AIM OF THE TASK:
In the records below, find the lines that include "BTreeMap" and copy each.

____ DATA SUPPLIED

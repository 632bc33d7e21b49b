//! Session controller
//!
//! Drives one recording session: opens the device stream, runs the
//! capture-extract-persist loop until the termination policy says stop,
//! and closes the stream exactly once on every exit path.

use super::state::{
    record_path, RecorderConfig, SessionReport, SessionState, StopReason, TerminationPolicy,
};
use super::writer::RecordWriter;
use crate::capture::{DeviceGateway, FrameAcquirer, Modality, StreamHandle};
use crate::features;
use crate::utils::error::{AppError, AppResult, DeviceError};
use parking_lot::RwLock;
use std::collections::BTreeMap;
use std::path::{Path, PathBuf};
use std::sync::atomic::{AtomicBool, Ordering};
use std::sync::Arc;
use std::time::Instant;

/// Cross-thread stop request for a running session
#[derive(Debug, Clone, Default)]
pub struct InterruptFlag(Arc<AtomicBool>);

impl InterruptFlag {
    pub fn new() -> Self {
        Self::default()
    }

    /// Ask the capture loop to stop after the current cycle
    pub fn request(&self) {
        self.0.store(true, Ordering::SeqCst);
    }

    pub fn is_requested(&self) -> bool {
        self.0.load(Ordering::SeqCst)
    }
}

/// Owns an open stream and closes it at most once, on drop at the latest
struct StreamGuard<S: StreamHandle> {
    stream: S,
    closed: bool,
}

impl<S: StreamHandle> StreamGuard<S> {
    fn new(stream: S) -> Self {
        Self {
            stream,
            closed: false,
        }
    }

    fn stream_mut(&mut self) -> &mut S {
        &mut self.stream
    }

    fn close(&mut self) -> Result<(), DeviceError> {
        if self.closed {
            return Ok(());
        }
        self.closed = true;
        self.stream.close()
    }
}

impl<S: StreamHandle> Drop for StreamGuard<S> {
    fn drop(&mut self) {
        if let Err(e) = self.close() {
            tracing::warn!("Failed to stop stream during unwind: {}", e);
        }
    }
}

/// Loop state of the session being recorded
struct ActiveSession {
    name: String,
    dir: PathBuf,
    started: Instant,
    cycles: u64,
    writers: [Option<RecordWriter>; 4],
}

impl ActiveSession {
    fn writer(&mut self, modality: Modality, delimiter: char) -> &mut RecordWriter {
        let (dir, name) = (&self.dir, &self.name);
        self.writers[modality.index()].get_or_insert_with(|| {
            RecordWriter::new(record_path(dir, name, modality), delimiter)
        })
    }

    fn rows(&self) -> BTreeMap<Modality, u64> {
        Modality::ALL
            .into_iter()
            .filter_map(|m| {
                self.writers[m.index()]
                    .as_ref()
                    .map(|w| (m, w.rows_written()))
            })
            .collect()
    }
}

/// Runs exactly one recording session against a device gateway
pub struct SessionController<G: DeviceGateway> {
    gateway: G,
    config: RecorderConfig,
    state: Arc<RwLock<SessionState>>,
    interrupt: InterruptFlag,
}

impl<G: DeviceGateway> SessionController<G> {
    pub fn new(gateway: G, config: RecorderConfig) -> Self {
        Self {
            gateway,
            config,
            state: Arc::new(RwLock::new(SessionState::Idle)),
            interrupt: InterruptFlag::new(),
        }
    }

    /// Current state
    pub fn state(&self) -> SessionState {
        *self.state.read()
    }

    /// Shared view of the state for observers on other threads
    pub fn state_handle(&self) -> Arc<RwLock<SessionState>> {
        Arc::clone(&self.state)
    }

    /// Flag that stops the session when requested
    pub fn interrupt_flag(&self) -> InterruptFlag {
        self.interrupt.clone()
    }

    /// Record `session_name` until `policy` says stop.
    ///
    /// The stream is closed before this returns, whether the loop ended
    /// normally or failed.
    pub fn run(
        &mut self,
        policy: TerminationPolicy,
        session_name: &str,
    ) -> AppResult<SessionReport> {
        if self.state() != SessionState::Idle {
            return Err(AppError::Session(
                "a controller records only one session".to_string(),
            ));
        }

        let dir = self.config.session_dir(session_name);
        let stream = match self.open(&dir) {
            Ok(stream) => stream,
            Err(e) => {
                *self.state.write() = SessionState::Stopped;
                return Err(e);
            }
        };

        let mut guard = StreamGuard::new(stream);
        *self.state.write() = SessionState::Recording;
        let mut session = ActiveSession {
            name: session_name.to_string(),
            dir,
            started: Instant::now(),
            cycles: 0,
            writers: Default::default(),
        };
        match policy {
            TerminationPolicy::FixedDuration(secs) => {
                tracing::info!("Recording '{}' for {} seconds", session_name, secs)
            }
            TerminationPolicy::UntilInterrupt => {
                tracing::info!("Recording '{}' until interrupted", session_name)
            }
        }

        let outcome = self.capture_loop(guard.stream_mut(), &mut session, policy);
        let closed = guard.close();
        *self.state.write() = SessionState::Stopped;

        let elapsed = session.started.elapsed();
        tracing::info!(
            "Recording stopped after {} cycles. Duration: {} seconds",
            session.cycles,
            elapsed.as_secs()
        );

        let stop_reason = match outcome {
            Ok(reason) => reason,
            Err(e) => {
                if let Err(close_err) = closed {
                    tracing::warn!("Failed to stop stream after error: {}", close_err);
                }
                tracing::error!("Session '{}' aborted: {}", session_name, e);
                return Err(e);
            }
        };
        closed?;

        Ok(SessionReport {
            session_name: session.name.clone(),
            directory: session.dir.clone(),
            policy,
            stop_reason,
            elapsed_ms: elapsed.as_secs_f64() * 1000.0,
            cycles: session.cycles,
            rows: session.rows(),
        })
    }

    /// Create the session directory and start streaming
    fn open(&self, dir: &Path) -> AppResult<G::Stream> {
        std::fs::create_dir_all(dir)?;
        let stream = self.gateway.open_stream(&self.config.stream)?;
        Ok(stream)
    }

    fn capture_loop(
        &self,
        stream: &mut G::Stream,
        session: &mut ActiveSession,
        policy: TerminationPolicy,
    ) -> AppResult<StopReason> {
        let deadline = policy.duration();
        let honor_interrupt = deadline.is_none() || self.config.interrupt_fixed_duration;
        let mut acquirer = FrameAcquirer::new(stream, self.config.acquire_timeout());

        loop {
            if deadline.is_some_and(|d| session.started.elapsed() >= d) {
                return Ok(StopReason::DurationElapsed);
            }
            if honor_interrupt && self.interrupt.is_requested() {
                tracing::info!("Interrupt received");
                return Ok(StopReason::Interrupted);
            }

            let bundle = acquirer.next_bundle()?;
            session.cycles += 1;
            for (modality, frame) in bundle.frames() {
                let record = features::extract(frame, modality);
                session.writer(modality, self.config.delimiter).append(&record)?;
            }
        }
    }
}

________
____ DATA SUPPLIED

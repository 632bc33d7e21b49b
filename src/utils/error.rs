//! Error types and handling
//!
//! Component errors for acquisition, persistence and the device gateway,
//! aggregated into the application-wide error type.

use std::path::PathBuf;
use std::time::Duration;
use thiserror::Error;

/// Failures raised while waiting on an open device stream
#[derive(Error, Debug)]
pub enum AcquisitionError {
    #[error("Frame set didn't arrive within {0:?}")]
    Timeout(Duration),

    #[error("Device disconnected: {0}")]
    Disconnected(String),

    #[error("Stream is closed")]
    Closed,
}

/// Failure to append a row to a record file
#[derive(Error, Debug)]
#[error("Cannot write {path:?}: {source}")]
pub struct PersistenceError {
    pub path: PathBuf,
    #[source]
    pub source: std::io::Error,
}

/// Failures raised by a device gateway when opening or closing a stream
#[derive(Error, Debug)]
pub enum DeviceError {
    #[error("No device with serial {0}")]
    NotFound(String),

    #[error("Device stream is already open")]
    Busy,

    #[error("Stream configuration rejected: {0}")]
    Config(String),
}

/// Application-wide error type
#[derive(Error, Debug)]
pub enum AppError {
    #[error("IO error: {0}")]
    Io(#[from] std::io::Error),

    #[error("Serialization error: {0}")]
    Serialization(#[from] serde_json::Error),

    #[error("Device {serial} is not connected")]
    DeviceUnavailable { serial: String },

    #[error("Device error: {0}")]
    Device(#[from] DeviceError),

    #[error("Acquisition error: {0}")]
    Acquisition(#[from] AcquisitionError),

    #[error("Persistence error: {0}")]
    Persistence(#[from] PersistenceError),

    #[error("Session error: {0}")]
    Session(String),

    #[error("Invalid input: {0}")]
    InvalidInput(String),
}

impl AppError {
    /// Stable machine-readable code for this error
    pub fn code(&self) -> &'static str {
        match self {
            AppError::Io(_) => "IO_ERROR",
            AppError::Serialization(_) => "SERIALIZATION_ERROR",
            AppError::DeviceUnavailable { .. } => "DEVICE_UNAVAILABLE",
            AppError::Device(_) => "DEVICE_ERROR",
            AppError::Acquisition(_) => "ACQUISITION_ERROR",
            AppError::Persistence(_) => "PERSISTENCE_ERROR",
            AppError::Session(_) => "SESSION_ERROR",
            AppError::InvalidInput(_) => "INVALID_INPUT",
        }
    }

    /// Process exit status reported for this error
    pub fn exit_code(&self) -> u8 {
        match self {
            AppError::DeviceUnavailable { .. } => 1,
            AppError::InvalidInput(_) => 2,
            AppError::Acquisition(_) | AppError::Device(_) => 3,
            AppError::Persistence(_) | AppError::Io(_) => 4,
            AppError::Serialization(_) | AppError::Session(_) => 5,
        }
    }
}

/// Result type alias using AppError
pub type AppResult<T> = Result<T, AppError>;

________

ANSWER TO THE EXERCISE:
use std::collections::BTreeMap;
    fn rows(&self) -> BTreeMap<Modality, u64> {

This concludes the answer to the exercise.